▼
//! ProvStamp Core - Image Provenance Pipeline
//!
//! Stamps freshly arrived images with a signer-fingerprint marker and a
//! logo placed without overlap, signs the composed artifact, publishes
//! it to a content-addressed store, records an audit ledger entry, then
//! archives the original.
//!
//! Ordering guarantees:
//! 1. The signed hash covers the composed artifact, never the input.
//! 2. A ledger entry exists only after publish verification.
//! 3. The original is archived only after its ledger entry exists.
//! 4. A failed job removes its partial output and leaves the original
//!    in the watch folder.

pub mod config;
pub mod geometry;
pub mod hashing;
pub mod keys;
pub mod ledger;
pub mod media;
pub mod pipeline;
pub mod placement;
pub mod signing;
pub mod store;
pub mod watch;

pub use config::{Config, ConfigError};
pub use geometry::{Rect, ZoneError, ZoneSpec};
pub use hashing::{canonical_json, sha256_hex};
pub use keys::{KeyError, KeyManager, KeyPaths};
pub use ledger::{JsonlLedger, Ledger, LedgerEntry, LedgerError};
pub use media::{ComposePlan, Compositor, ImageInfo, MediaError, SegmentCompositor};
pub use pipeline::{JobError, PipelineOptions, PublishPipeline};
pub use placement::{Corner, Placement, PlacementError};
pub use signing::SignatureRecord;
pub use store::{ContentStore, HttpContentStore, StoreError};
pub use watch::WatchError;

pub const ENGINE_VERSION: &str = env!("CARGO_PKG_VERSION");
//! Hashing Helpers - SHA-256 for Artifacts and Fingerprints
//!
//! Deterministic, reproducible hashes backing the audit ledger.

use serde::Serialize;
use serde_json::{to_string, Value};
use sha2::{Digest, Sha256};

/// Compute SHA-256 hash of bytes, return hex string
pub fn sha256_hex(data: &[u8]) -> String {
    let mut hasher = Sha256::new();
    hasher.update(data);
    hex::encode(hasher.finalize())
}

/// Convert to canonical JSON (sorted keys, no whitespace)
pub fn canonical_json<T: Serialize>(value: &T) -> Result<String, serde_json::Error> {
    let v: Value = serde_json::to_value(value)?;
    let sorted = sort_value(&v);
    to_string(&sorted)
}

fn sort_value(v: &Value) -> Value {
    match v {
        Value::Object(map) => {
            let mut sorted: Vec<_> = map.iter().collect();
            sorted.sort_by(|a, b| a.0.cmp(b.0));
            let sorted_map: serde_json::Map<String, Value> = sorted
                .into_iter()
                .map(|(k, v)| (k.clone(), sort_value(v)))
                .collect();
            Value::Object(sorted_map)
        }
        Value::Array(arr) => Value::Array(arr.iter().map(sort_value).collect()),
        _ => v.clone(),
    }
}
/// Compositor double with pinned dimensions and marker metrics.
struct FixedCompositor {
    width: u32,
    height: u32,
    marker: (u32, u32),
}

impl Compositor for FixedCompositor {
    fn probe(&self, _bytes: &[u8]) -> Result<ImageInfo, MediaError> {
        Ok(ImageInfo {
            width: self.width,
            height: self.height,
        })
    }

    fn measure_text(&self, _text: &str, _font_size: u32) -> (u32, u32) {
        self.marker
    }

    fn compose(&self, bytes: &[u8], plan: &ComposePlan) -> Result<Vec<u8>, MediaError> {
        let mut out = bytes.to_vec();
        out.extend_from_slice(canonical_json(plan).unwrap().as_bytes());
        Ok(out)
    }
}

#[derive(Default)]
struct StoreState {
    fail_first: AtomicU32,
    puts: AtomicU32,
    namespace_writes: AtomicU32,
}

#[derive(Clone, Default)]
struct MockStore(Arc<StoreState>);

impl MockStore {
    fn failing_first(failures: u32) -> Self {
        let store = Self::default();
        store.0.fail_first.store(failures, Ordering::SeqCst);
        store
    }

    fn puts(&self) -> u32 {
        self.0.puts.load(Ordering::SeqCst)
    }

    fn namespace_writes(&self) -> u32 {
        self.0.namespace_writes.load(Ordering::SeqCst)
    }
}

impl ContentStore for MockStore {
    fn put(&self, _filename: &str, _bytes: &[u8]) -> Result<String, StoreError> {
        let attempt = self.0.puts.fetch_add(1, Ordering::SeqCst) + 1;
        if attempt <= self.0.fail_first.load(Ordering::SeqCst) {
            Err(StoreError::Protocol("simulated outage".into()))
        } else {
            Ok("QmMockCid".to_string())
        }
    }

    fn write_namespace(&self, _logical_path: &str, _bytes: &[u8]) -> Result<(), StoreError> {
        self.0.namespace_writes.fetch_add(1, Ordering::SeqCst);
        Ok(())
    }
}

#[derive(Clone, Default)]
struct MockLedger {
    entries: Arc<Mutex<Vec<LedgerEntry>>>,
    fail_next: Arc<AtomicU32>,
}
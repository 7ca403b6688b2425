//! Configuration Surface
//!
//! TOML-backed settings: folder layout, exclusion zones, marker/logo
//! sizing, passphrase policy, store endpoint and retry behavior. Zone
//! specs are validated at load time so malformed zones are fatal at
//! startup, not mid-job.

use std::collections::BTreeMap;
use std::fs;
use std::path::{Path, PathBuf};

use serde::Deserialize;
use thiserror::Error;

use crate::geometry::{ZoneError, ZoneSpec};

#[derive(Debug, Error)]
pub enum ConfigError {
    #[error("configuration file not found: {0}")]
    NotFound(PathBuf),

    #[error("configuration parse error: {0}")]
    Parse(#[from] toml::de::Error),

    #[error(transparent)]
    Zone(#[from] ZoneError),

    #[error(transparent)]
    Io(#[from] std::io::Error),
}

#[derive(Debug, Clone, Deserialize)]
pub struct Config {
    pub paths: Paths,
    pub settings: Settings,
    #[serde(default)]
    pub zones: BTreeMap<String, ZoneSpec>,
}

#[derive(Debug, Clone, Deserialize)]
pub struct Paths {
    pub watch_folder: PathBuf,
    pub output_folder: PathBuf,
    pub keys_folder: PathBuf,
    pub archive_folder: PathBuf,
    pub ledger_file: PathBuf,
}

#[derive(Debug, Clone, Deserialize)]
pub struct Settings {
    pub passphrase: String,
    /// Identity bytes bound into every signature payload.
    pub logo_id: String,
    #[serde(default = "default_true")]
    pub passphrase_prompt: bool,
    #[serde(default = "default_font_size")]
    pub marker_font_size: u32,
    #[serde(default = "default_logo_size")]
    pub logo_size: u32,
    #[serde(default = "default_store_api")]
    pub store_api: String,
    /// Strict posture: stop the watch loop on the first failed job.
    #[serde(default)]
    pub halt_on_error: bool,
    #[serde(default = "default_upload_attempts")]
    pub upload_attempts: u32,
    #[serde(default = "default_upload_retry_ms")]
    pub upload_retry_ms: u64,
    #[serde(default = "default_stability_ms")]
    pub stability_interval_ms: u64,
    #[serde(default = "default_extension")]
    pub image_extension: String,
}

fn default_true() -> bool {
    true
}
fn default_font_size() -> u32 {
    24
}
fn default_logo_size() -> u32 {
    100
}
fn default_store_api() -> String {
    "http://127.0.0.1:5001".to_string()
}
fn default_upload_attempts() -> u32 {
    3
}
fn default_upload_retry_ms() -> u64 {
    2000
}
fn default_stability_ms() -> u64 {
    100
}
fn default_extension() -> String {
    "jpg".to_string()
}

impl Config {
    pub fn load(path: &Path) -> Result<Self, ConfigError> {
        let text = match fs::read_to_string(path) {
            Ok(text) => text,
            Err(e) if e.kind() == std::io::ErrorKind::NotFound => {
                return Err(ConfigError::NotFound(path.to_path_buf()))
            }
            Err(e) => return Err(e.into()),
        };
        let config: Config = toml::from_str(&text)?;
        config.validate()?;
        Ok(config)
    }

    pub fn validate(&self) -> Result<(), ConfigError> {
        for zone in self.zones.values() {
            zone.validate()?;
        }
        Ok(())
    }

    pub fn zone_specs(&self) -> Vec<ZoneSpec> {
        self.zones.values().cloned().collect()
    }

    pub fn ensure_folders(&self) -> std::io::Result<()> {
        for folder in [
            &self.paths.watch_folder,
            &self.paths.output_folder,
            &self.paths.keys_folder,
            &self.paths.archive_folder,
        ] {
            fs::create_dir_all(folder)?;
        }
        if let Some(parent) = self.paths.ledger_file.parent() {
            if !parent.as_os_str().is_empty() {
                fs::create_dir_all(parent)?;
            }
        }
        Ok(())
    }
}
▲
For this exercise, repeat exactly the lines of the data above from the one with "pub mod signing;" down to the one with "pub const ENGINE_VERSION: &str", both end lines included.

pub mod signing;
pub mod store;
pub mod watch;

pub use config::{Config, ConfigError};
pub use geometry::{Rect, ZoneError, ZoneSpec};
pub use hashing::{canonical_json, sha256_hex};
pub use keys::{KeyError, KeyManager, KeyPaths};
pub use ledger::{JsonlLedger, Ledger, LedgerEntry, LedgerError};
pub use media::{ComposePlan, Compositor, ImageInfo, MediaError, SegmentCompositor};
pub use pipeline::{JobError, PipelineOptions, PublishPipeline};
pub use placement::{Corner, Placement, PlacementError};
pub use signing::SignatureRecord;
pub use store::{ContentStore, HttpContentStore, StoreError};
pub use watch::WatchError;

pub const ENGINE_VERSION: &str = env!("CARGO_PKG_VERSION");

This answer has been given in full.